By Steve Barnett, Chief Eecutive, NHS Confederation
Conservative leader David Cameron has launched his party’s health manifesto with a pledge to protect NHS funding and November’s pre-budget report announced that NHS spending will rise in line with inflation after 2011. But while this means the NHS will be relatively protected from some of the severe cuts facing other public sector services, it should not distract NHS managers from making the very necessary preparations now for the challenges that lie ahead.
In 2009, the NHS Confederation published two reports looking at how the NHS will have to deal with restricted finances in the coming years. Dealing with the Downturn and Commissioning in a Cold Climate outlined the challenges the NHS in England faces after 2011 and since those reports were published last summer, NHS chief executive Sir David Nicholson has repeatedly conveyed the message that the health service will have to find £20 billion of savings by 2013/2014 by integrating services and reducing administrative costs. This stark message follows a sustained period of spending growth for the NHS averaging 5.7 per cent each year in the ten years from 1998 to 2008 and a 5.5 per cent revenue growth for the next year which has brought the NHS spending as a percentage of GDP close to the European average of nearly nine per cent.
The savings required come at a time when demand on NHS service continues to grow. England’s ageing population and improved survival and fertility rates, along with the negative effects of a recession, ranging from a rise in mental health conditions to dependency on alcohol, has already put pressure on expenditure.
In addition to the overall pressures of serving the population’s health needs, there are issues with staffing costs for the NHS. From 2011, the NHS is presented with the increase in National Insurance contributions for many of its 1.6 million staff. Although a proposed pay freeze in 2010-2011 for senior groups including NHS managers, consultant doctors and GPs and a one per cent cap across public sector pay settlements announced in the pre-budget report will help to bring about savings in the system, they will need to be carefully managed if a shortage of trained staff or a disruption of services is to be avoided.

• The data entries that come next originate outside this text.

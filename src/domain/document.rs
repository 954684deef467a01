// ============================================================
// Layer 3 — Document Domain Type
// ============================================================
// A plain text document read from the corpus directory.
// Only the file name and its raw text — cleaning, chunking
// and tokenisation all happen later in the data layer.
//
// Reference: Rust Book §5 (Structs and Methods)

use serde::{Deserialize, Serialize};

/// A raw text document loaded from disk.
#[derive(Debug, Clone, Serialize, Deserialize)]
pub struct Document {
    /// File name the text came from, kept for log messages
    pub source: String,

    /// Full file contents before cleaning
    pub text: String,
}

impl Document {
    pub fn new(source: impl Into<String>, text: impl Into<String>) -> Self {
        Self {
            source: source.into(),
            text:   text.into(),
        }
    }

    /// Number of whitespace separated words in the raw text
    pub fn word_count(&self) -> usize {
        self.text.split_whitespace().count()
    }
}
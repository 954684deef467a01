// ============================================================
// Layer 2 — Application / Use Cases
// ============================================================
// This layer orchestrates all the other layers to accomplish
// a specific goal (training or filling in text).
//
// Rules for this layer:
//   - No ML math or model code here
//   - No printing here (that's Layer 1)
//   - No direct file access (that's Layer 4 and 6)
//   - Only workflow coordination
//
// Reference: Clean Architecture pattern
//            Rust Book §7 (Module System)

// The training workflow
pub mod train_use_case;

// Filling hidden words with a trained checkpoint
pub mod infill_use_case;
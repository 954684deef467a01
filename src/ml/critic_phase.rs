// ============================================================
// Layer 5 — Critic Phase (optional)
// ============================================================
// Standalone critic training, run after the generator phase
// when enabled.
//
// Each rollout, with probability `full_context_probability`,
// the generator sees every true token (all-visible mask) so
// the critic also learns values for fully observed contexts.
// The replacement only lasts for that rollout.
//
// Only the critic loss is kept; one backward, one step.

use burn::{module::AutodiffModule, optim::Optimizer, prelude::*, tensor::backend::AutodiffBackend};
use rand::Rng;

use crate::data::batcher::Batch;
use crate::domain::error::TrainError;
use crate::domain::metric::CRITIC_PRETRAIN;
use crate::ml::model::MaskedSequenceModel;
use crate::ml::phase::{scalar, zero_loss, PhaseContext};

#[derive(Debug, Clone, Copy)]
pub struct CriticPhase {
    pub full_context_probability: f64,
}

impl CriticPhase {
    pub fn new(full_context_probability: f64) -> Self {
        Self { full_context_probability }
    }

    pub fn execute<B, M, O>(
        &self,
        ctx:          &mut PhaseContext<'_, B, M, O>,
        batch:        &Batch<B>,
        num_rollouts: usize,
    ) -> Result<(), TrainError>
    where
        B: AutodiffBackend,
        M: AutodiffModule<B> + MaskedSequenceModel<B>,
        O: Optimizer<M, B>,
    {
        let device      = batch.device();
        let all_visible = Tensor::<B, 2, Int>::ones(batch.src_mask.dims(), &device).equal_elem(1);

        let mut critic_total = zero_loss::<B>(&device);
        let mut critic_sum   = 0.0;
        let mut full_context = 0usize;

        for _ in 0..num_rollouts {
            let mask = if ctx.rng.gen_bool(self.full_context_probability) {
                full_context += 1;
                all_visible.clone()
            } else {
                batch.src_mask.clone()
            };

            let out = ctx.model.generate(
                batch.src_tokens.clone(),
                batch.src_lengths.clone(),
                mask,
                batch.tgt_tokens.clone(),
                ctx.rng,
            )?;

            let critic_loss = out.critic_loss.mean();
            critic_sum   += scalar(&critic_loss);
            critic_total  = critic_total + critic_loss;
        }

        ctx.apply("critic", critic_total)?;
        ctx.log(CRITIC_PRETRAIN, critic_sum / num_rollouts as f64);

        tracing::debug!(step = ctx.step, full_context, "critic phase done");
        Ok(())
    }
}

#[cfg(test)]
mod tests {
    use super::*;
    use crate::domain::traits::MemorySink;
    use crate::ml::testing::{phase_fixture, Script};
    use std::sync::atomic::Ordering;

    #[test]
    fn test_certain_full_context_reveals_every_rollout() {
        let (mut fx, batch) = phase_fixture(Script::default());
        let mut sink = MemorySink::new();

        CriticPhase::new(1.0).execute(&mut fx.context(&mut sink, 0.01), &batch, 3).unwrap();

        assert_eq!(fx.script.full_context_calls.load(Ordering::SeqCst), 3);
        assert_eq!(fx.steps(), 1);
    }

    #[test]
    fn test_zero_probability_keeps_source_mask() {
        let script = Script { critic_losses: vec![0.2, 0.4], ..Script::default() };
        let (mut fx, batch) = phase_fixture(script);
        let mut sink = MemorySink::new();

        CriticPhase::new(0.0).execute(&mut fx.context(&mut sink, 0.01), &batch, 2).unwrap();

        assert_eq!(fx.script.full_context_calls.load(Ordering::SeqCst), 0);
        assert_eq!(fx.script.tracked_generate_calls.load(Ordering::SeqCst), 2);
        let got = sink.last(CRITIC_PRETRAIN).unwrap();
        assert!((got - 0.3).abs() < 1e-6, "{got}");
        assert_eq!(sink.metrics().len(), 1);
    }
}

These measures reflect the beginnings of a long-term view to tackle the challenges, dealing with immediate budget shortfalls and designing a workforce and health services fit for the future. There are already some good examples of trusts making changes to how care pathways are designed but these need to become systemic throughout the NHS before finances are pressed further in the 2011 Comprehensive Spending Review.
The next two years in particular will require some difficult decisions if the founding principles of the NHS are to survive. Having the knowledge of what has not worked in the past and using that to manage efficiencies and value while not jeopardising quality will be essential for both management and staff. In the past, efficiency savings have mainly been achieved by doing the same thing, only cheaper, but a return to slash and burn short term savings which shift work between organisations and departments is not a silver bullet and will make the end goal difficult to achieve.
What is required of the service and its staff is an increase in efficiency and productivity to help drive down costs. Considering and adopting innovative, evidence-based practices which prompt a redesign of services and more streamlined, improved care pathways for patients should always be a top priority for NHS trusts. But constrained budgets should act as another catalyst for change and an opportunity to improve services that may not currently be producing best results. The NHS historically has a poor reputation in promoting innovation in clinical practice and management but commissioners and providers alike will now be looking at new ways of adopting services which are beneficial to both patients and service costs.
Reducing patient stays in hospital and moving more care into community settings is already underway and has proved beneficial to both the service and its patients. Assessing whether certain services are still providing value for users, providers and commissioners will be vital. Utilising community services wisely has driven down demand for more intensive and costly services which can often require lengthy and sometimes unnecessary hospital stays. This could include looking at certain day and minimal invasive surgery as well as moving services which treat certain long-term conditions to community settings and away from acute services.
All of this planning requires the engagement of senior clinical staff and there is strong evidence to show that organisations that combine clinical and managerial expertise in leadership deliver higher quality care and respond to change more effectively.
We are at a stage where radical thinking needs to be incorporated into the everyday mindset of managers and clinicians if the NHS is to emerge leaner, fitter and stronger in the years ahead. Strong leadership and courageous decisions will play a key role in navigating the NHS through the greatest challenges it is ever likely to face.